- **To do**:
In the entries below, find the string "collaborator" and return each line holding it.
*** Provided data ***
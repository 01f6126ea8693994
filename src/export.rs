//! Pipeline driver and export handoff.
//!
//! `SegmentationExporter` walks the full encode path over a read-only
//! session snapshot: fetch per-image positions, resolve slice order,
//! collect per-slice segments, build the catalog, bind geometry, encode.
//! Delivery goes through the [`ExportGateway`] collaborator; the core
//! never performs network or disk I/O itself.
//!
//! The pipeline holds no state across calls. Concurrent exports of the
//! same segmentation are not serialized here; callers must do that per
//! segmentation identifier.

use futures::future::join_all;
use thiserror::Error;
use tracing::debug;

use crate::binding::{self, ReferencedImage};
use crate::catalog;
use crate::collector;
use crate::encoder::{
    self, ContourTracer, EncodeError, EncodeOptions, EncodedSegmentation, Manifest,
};
use crate::enums::ExportDestination;
use crate::order;
use crate::session::{MetadataSource, SeriesContext, SessionSnapshot};
use crate::volume::LabelVolume;

/// Failures raised by a gateway implementation, surfaced verbatim. Retry
/// policy belongs to the caller.
pub type GatewayError = Box<dyn std::error::Error + Send + Sync>;

/// What the gateway reports back after a successful delivery.
#[derive(Clone, Debug, Default)]
pub struct StoreReceipt {
    /// Root of the storage endpoint the object landed in, if any.
    pub storage_root: Option<String>,
}

/// External delivery collaborator: frames the payload as a downloadable
/// blob or posts it to a remote storage endpoint with series-identifying
/// headers.
pub trait ExportGateway {
    fn deliver(
        &self,
        object: &EncodedSegmentation,
        destination: &ExportDestination,
    ) -> impl Future<Output = Result<StoreReceipt, GatewayError>>;
}

#[derive(Debug, Error)]
pub enum ExportError {
    #[error(transparent)]
    Encode(#[from] EncodeError),

    #[error("export handoff failed: {0}")]
    Persistence(#[source] GatewayError),
}

/// Entry points for turning a labelmap snapshot into a stored or
/// downloaded segmentation object.
pub struct SegmentationExporter;

impl SegmentationExporter {
    /// Run the full encode pipeline and produce a Segmentation object.
    pub async fn generate<M: MetadataSource>(
        volume: &LabelVolume,
        session: &SessionSnapshot,
        series: &SeriesContext,
        metadata: &M,
        options: &EncodeOptions,
    ) -> Result<EncodedSegmentation, EncodeError> {
        let positions = fetch_positions(volume, metadata).await;
        let decision = order::resolve(&positions);
        debug!(
            reverse = decision.reverse,
            confidence = ?decision.confidence,
            "resolved slice order"
        );
        let per_slice = collector::collect(volume);
        let catalog = catalog::build(&per_slice, session);
        let images = referenced_images(volume, metadata, positions).await;
        let bindings = binding::bind(per_slice, images, decision.reverse);
        encoder::encode_segmentation(&bindings, &catalog, series, options)
    }

    /// Run the full encode pipeline and produce an RT Structure Set,
    /// tracing segment boundaries with the supplied tracer.
    pub async fn generate_structure_set<M, T>(
        volume: &LabelVolume,
        session: &SessionSnapshot,
        series: &SeriesContext,
        metadata: &M,
        tracer: &T,
        options: &EncodeOptions,
    ) -> Result<EncodedSegmentation, EncodeError>
    where
        M: MetadataSource,
        T: ContourTracer,
    {
        let positions = fetch_positions(volume, metadata).await;
        let decision = order::resolve(&positions);
        debug!(
            reverse = decision.reverse,
            confidence = ?decision.confidence,
            "resolved slice order"
        );
        let per_slice = collector::collect(volume);
        let catalog = catalog::build(&per_slice, session);
        let images = referenced_images(volume, metadata, positions).await;
        let bindings = binding::bind(per_slice, images, decision.reverse);
        encoder::encode_structure_set(&bindings, &catalog, series, tracer, options)
    }

    /// Generate and deliver as a named download; the filename is the
    /// session label.
    pub async fn download<M, G>(
        volume: &LabelVolume,
        session: &SessionSnapshot,
        series: &SeriesContext,
        metadata: &M,
        gateway: &G,
        options: &EncodeOptions,
    ) -> Result<EncodedSegmentation, ExportError>
    where
        M: MetadataSource,
        G: ExportGateway,
    {
        let object = Self::generate(volume, session, series, metadata, options).await?;
        let destination = ExportDestination::Download {
            filename: session.label.clone(),
        };
        gateway
            .deliver(&object, &destination)
            .await
            .map_err(ExportError::Persistence)?;
        Ok(object)
    }

    /// Generate and deliver a Structure Set as a named download.
    pub async fn download_structure_set<M, G, T>(
        volume: &LabelVolume,
        session: &SessionSnapshot,
        series: &SeriesContext,
        metadata: &M,
        tracer: &T,
        gateway: &G,
        options: &EncodeOptions,
    ) -> Result<EncodedSegmentation, ExportError>
    where
        M: MetadataSource,
        G: ExportGateway,
        T: ContourTracer,
    {
        let object =
            Self::generate_structure_set(volume, session, series, metadata, tracer, options)
                .await?;
        let destination = ExportDestination::Download {
            filename: session.label.clone(),
        };
        gateway
            .deliver(&object, &destination)
            .await
            .map_err(ExportError::Persistence)?;
        Ok(object)
    }

    /// Generate and post to the storage endpoint. The series description
    /// is the caller's value, falling back to the session label and then
    /// the default. Returns the manifest tagged with the storage root it
    /// landed in.
    pub async fn store<M, G>(
        volume: &LabelVolume,
        session: &SessionSnapshot,
        series: &SeriesContext,
        metadata: &M,
        gateway: &G,
        series_description: Option<String>,
    ) -> Result<Manifest, ExportError>
    where
        M: MetadataSource,
        G: ExportGateway,
    {
        let description = series_description
            .filter(|d| !d.is_empty())
            .or_else(|| Some(session.label.clone()).filter(|l| !l.is_empty()));
        let options = EncodeOptions {
            series_description: description,
            ..EncodeOptions::default()
        };
        let object = Self::generate(volume, session, series, metadata, &options).await?;
        let receipt = gateway
            .deliver(&object, &ExportDestination::Store)
            .await
            .map_err(ExportError::Persistence)?;
        let mut manifest = object.manifest;
        manifest.storage_root = receipt.storage_root;
        Ok(manifest)
    }
}

/// Raw positions for every referenced image, in source order. Lookups are
/// gathered concurrently; the metadata cache may do lazy I/O per image.
async fn fetch_positions<M: MetadataSource>(
    volume: &LabelVolume,
    metadata: &M,
) -> Vec<Option<Vec<f64>>> {
    join_all(
        volume
            .referenced_image_ids()
            .map(|id| metadata.image_position(id)),
    )
    .await
}

async fn referenced_images<M: MetadataSource>(
    volume: &LabelVolume,
    metadata: &M,
    positions: Vec<Option<Vec<f64>>>,
) -> Vec<ReferencedImage> {
    join_all(
        volume
            .referenced_image_ids()
            .zip(positions)
            .map(|(id, raw_position)| async move {
                ReferencedImage {
                    id: id.to_owned(),
                    position: order::validated(raw_position.as_deref()),
                    orientation: metadata.image_orientation(id).await,
                    pixel_spacing: metadata.pixel_spacing(id).await,
                    reference: metadata.instance_reference(id).await,
                }
            }),
    )
    .await
}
*** End of Provided data ***
- **Problem solution**:
//! Delivery goes through the [`ExportGateway`] collaborator; the core
/// External delivery collaborator: frames the payload as a downloadable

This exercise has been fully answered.